Il a relevé divers défis. Nous vivons dans un monde très mondialisé, les populations se déplacent : voyez l'épidémie de chikungunya, les pandémies... Du fait de ses contacts réguliers avec l'OMS et avec le Center for Disease Control and Prevention, (CDC), l'InVS est au plus près des alertes. L'Institut a intégré le défi des mutations environnementales, comme l'apparition du moustique tigre, mais aussi les pratiques agricoles et industrielles - pesticides, polluants, dioxine, chlordécone aux Antilles. Enfin, il prend en compte les facteurs sociaux et démographiques, les changements de comportement, le vieillissement de la population, ou encore la nutrition, en grande partie responsable de l'épidémie de surpoids et d'obésité.

L'Institut devra faire face à l'enjeu de la surveillance, car il existe beaucoup d'études épidémiologiques, mais tout n'est pas mesurable. Dans une période de contrainte budgétaire, il faut fixer des priorités... et ne pas se tromper. Nous avons donc besoin de nous appuyer sur de nombreux experts, tout en restant tête de réseau, et en associant les services de recherche, les hôpitaux.

La régionalisation est également un enjeu pour l'InVS, en tenant compte de la fusion des régions voulue par le président de la République. L'InVS travaille avec dix-sept cellules régionales et interrégionales d'épidémiologie placées sous la double tutelle des ARS et de l'Institut. Il faudra trouver la ligne de partage entre les deux. Les alertes de premier niveau, à mon sens, relèvent des ARS, les méthodes d'expertise devant être définies par l'Institut.

Nous devrons travailler en étroite collaboration avec la direction générale de la santé : j'ai vécu en 1998 l'externalisation de l'expertise en matière de sécurité sanitaire.
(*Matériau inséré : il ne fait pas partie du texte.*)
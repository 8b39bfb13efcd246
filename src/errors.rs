use axum::{http::StatusCode, response::Json};
use serde::Serialize;
use tracing::{error, info, warn};

/// Message surfaced to callers whenever the upstream service throttles us.
pub const RATE_LIMIT_MESSAGE: &str = "API rate limit exceeded. Please try again later.";

/// Failures raised while talking to the external generative service.
///
/// Providers build these at the point of failure, so a throttled call is
/// already tagged `RateLimited` before it ever reaches the classifier.
#[derive(Debug, thiserror::Error)]
pub enum ServiceError {
    #[error("rate limit exceeded: {0}")]
    RateLimited(String),

    #[error("request failed with status {status}: {body}")]
    Http { status: u16, body: String },

    #[error("transport error: {0}")]
    Transport(reqwest::Error),

    #[error("empty response from generative service")]
    EmptyResponse,

    #[error("operation not supported by {0}")]
    Unsupported(&'static str),

    #[error("{0}")]
    Other(String),
}

// Request URLs can carry credentials, so they are dropped before the error is
// formatted into logs or response bodies.
impl From<reqwest::Error> for ServiceError {
    fn from(err: reqwest::Error) -> Self {
        ServiceError::Transport(err.without_url())
    }
}

/// Typed failures of the generation client.
///
/// `RateLimited` and `TokenLimitExceeded` are narrowings of `Generic` that the
/// HTTP layer reports with their own status codes.
#[derive(Debug, Clone, PartialEq, thiserror::Error)]
pub enum GenerationError {
    #[error("{0}")]
    Generic(String),

    #[error("{0}")]
    RateLimited(String),

    #[error("Input token count {token_count} exceeds the limit of {limit} tokens")]
    TokenLimitExceeded { token_count: u32, limit: u32 },
}

impl GenerationError {
    pub fn generic(message: impl Into<String>) -> Self {
        GenerationError::Generic(message.into())
    }

    /// Stable tag used in logs and response bodies.
    pub fn kind(&self) -> &'static str {
        match self {
            GenerationError::Generic(_) => "generic",
            GenerationError::RateLimited(_) => "rate_limited",
            GenerationError::TokenLimitExceeded { .. } => "token_limit_exceeded",
        }
    }

    /// Prefix a generic failure with the operation that produced it.
    /// Narrower kinds already carry their own message and pass through untouched.
    pub fn in_operation(self, operation: &str) -> Self {
        match self {
            GenerationError::Generic(message) => {
                GenerationError::Generic(format!("Failed to {}: {}", operation, message))
            }
            other => other,
        }
    }
}

/// Map an upstream failure onto the typed error taxonomy.
///
/// The substring check catches providers (and stubs) that only report
/// throttling in their message text.
pub fn classify_service_error(operation: &str, err: &ServiceError) -> GenerationError {
    if let ServiceError::RateLimited(_) = err {
        return GenerationError::RateLimited(RATE_LIMIT_MESSAGE.to_string());
    }

    if err.to_string().to_lowercase().contains("rate limit") {
        return GenerationError::RateLimited(RATE_LIMIT_MESSAGE.to_string());
    }

    GenerationError::Generic(format!("Failed to {}: {}", operation, err))
}

/// JSON body returned for every failed request.
#[derive(Debug, Serialize)]
pub struct ErrorBody {
    pub error: String,
    #[serde(skip_serializing_if = "Option::is_none")]
    pub error_type: Option<String>,
}

impl ErrorBody {
    pub fn new(message: impl Into<String>) -> Self {
        Self {
            error: message.into(),
            error_type: None,
        }
    }

    pub fn with_type(mut self, error_type: &str) -> Self {
        self.error_type = Some(error_type.to_string());
        self
    }
}

/// Errors as seen by the HTTP layer.
#[derive(Debug, thiserror::Error)]
pub enum ApiError {
    #[error("{0}")]
    ValidationError(String),

    #[error(transparent)]
    Generation(#[from] GenerationError),
}

/// Error context for structured logging
#[derive(Debug)]
pub struct ErrorContext {
    pub operation: String,
    pub resource_type: String,
}

impl ErrorContext {
    pub fn new(operation: &str, resource_type: &str) -> Self {
        Self {
            operation: operation.to_string(),
            resource_type: resource_type.to_string(),
        }
    }
}

pub type ErrorResponse = (StatusCode, Json<ErrorBody>);

impl ApiError {
    /// Convert API error to HTTP response with consistent structure and logging
    pub fn to_response_with_context(self, context: ErrorContext) -> ErrorResponse {
        match &self {
            ApiError::ValidationError(_) => {
                info!(
                    operation = %context.operation,
                    resource_type = %context.resource_type,
                    error = %self,
                    "Validation error"
                );
                (StatusCode::BAD_REQUEST, Json(ErrorBody::new(self.to_string())))
            }
            ApiError::Generation(GenerationError::TokenLimitExceeded { token_count, limit }) => {
                warn!(
                    operation = %context.operation,
                    resource_type = %context.resource_type,
                    token_count = *token_count,
                    limit = *limit,
                    "Token limit exceeded"
                );
                (
                    StatusCode::PAYLOAD_TOO_LARGE,
                    Json(ErrorBody::new(self.to_string()).with_type("token_limit_exceeded")),
                )
            }
            ApiError::Generation(GenerationError::RateLimited(_)) => {
                warn!(
                    operation = %context.operation,
                    resource_type = %context.resource_type,
                    error = %self,
                    "Rate limited by generative service"
                );
                (
                    StatusCode::TOO_MANY_REQUESTS,
                    Json(ErrorBody::new(self.to_string())),
                )
            }
            ApiError::Generation(GenerationError::Generic(_)) => {
                error!(
                    operation = %context.operation,
                    resource_type = %context.resource_type,
                    error = %self,
                    "Generation failed"
                );
                (
                    StatusCode::INTERNAL_SERVER_ERROR,
                    Json(ErrorBody::new(self.to_string())),
                )
            }
        }
    }

    pub fn to_response(self) -> ErrorResponse {
        self.to_response_with_context(ErrorContext::new("unknown", "request"))
    }
}
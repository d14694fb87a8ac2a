//! Shared data models.

pub mod ask;
pub mod query;

pub use ask::{AskRequest, AskResponse, GeneratedQuery};
pub use query::{ColumnInfo, ExecuteRequest, ExecutionOutcome, FAILURE_MARKER, SUCCESS_MARKER};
Pour pouvoir piloter, il faut rapprocher l'expertise et réduire le nombre des agences qui forment aujourd'hui un millefeuille.

Mme la ministre de la santé a évoqué le 19 juin la création d'un institut de prévention, de veille et d'intervention en santé publique, à partir du regroupement de l'InVS, de l'Inpes et de l'Eprus, au nom de l'efficience mais aussi dans une logique internationale. Car la tendance et au regroupement de ces fonctions, comme aux États-Unis, au Québec, en Suède. Cette logique est portée par l'International association of national public health institutes (Ianphi) qui privilégie ces stratégies sur la base d'un large éventail de compétences et d'expériences. L'Ianphi promeut une stratégie fondée sur le plus large éventail de compétences et le continuum depuis la production de connaissance jusqu'à l'action : ainsi pour l'épidémie de chikungunya, il faut veiller pour détecter les premiers cas, puis mobiliser l'offre de soins, communiquer et informer la population, mobiliser les entomologistes pour lutter contre les vecteurs. Les mêmes besoins se font sentir face à une épidémie de méningite. Ce modèle peut également servir pour les maladies chroniques, pour le dépistage du cancer, la santé environnementale ou la santé au travail.

Comme je serai probablement le préfigurateur de ce futur institut, je privilégierai le dialogue, la concertation et la logique de co-construction entre les divers acteurs concernés.

Pour toutes ces raisons, je suis candidat à la fonction de directeur général de l'InVS.